Out of the records below, copy all lines in which the word "from" occurs.

◆ AVAILABLE DATA ◆
____
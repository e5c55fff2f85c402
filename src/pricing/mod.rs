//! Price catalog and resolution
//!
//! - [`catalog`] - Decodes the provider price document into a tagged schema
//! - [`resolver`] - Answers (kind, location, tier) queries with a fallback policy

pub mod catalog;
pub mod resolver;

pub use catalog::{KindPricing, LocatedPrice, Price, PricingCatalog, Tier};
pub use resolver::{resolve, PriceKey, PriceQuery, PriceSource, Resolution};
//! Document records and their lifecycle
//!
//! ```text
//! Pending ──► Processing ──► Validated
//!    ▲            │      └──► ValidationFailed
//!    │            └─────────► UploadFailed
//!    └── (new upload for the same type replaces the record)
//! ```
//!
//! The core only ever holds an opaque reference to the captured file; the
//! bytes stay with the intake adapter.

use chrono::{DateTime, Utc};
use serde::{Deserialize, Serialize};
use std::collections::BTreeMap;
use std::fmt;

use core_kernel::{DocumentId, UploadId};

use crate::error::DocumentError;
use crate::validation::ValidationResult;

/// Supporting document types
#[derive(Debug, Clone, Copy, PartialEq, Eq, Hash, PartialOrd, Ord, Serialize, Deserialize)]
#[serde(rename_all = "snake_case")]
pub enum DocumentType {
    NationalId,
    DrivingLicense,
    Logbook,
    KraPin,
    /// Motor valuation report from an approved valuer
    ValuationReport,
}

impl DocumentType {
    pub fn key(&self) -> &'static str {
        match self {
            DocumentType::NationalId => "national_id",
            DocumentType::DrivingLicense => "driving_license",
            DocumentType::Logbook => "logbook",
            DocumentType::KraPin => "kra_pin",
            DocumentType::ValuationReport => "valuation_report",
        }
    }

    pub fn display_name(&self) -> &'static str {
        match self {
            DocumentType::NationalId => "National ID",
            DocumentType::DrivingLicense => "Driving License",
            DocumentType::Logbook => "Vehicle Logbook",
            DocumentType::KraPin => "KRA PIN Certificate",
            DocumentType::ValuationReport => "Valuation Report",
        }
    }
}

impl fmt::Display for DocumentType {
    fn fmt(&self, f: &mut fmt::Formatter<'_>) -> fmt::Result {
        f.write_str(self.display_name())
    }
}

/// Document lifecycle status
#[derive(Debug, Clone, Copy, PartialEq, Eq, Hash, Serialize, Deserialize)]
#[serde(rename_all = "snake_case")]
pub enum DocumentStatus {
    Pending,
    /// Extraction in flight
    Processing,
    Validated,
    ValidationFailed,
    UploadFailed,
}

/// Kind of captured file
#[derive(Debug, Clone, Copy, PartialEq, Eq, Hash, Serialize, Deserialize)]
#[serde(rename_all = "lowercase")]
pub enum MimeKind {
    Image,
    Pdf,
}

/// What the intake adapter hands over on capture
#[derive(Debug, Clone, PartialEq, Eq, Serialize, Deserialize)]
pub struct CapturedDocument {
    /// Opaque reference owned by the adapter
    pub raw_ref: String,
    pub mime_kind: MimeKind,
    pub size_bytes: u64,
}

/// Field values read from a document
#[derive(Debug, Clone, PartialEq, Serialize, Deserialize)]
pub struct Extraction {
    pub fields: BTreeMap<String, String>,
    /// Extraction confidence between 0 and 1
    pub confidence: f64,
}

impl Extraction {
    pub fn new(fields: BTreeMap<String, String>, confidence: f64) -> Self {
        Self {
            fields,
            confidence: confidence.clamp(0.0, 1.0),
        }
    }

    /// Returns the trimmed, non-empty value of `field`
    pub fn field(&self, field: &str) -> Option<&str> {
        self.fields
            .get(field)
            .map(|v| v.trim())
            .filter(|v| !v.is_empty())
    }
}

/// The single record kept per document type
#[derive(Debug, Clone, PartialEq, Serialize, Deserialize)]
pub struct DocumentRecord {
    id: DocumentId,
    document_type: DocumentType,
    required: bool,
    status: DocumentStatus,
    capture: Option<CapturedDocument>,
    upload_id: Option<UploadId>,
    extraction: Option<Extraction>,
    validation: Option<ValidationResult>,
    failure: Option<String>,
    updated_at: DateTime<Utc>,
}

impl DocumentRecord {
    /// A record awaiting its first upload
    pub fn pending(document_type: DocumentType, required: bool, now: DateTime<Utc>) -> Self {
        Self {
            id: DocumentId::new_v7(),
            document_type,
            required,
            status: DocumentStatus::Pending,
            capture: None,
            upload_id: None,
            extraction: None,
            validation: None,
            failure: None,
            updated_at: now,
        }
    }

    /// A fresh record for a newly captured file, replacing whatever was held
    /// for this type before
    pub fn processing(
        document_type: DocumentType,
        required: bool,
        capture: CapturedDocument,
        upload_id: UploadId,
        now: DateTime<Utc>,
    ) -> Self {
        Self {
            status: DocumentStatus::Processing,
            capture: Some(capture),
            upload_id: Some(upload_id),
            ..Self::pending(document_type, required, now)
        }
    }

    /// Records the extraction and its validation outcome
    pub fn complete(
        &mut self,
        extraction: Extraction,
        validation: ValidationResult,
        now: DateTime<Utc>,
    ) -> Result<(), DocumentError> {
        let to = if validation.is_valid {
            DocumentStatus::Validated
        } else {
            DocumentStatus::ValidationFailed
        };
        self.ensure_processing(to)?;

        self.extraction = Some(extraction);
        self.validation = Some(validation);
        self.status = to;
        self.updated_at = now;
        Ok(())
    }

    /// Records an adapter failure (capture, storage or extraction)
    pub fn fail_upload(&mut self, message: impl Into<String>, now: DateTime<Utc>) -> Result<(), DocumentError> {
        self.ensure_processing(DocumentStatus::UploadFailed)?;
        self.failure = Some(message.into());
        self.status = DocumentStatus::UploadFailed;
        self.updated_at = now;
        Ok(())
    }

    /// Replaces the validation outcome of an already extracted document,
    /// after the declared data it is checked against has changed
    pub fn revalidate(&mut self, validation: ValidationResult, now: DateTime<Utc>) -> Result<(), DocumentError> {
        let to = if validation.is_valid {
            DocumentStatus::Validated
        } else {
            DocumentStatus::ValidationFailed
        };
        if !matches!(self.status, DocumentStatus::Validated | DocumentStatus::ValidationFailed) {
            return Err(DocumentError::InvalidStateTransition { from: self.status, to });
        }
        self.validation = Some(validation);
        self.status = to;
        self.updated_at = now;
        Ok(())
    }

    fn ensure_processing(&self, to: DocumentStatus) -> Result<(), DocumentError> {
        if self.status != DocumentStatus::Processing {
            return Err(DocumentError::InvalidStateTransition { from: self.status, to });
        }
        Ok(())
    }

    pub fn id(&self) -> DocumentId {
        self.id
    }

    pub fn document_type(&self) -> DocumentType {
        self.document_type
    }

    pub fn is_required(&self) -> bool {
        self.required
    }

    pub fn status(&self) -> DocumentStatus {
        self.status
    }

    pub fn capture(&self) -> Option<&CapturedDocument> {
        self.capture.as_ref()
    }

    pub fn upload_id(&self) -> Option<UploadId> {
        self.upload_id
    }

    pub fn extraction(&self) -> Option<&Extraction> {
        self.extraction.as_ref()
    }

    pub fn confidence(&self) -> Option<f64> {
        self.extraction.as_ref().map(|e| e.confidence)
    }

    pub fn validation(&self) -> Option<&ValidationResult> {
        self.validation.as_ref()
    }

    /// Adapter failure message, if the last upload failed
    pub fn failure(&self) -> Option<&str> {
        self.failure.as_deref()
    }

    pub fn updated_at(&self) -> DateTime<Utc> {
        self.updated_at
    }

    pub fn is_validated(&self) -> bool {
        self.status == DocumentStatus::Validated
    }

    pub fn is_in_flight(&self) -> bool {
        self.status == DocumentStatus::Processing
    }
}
____
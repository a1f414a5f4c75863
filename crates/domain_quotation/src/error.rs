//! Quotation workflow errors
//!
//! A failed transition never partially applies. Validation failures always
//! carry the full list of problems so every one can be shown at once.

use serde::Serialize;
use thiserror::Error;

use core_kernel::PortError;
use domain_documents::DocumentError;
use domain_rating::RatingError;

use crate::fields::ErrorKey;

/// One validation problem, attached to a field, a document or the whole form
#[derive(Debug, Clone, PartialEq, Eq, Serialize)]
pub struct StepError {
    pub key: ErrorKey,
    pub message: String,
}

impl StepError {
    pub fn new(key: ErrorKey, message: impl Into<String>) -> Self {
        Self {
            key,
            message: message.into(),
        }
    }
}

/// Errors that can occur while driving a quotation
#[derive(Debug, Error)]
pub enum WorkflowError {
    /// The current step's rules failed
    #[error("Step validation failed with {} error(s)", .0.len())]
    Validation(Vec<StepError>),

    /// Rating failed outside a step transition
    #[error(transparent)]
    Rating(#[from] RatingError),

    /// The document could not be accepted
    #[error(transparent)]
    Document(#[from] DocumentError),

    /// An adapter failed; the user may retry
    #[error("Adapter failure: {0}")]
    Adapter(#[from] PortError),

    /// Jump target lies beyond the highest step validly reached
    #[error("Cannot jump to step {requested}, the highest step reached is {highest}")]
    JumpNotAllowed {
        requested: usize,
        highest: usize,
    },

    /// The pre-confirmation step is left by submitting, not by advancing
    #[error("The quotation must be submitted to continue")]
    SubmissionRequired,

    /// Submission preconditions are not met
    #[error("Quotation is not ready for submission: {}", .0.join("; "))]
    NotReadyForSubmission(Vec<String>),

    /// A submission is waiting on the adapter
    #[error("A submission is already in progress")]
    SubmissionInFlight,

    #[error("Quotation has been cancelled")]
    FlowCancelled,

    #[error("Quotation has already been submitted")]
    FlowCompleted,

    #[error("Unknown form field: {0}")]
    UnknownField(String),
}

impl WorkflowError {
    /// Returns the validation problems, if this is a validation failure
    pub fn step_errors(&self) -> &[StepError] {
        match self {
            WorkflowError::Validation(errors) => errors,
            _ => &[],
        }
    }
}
____
◆ SOLUTION TO THE PROBLEM ◆
    /// Motor valuation report from an approved valuer
/// Field values read from a document
            return Err(DocumentError::InvalidStateTransition { from: self.status, to });
            return Err(DocumentError::InvalidStateTransition { from: self.status, to });
    Rating(#[from] RatingError),
    Document(#[from] DocumentError),
    Adapter(#[from] PortError),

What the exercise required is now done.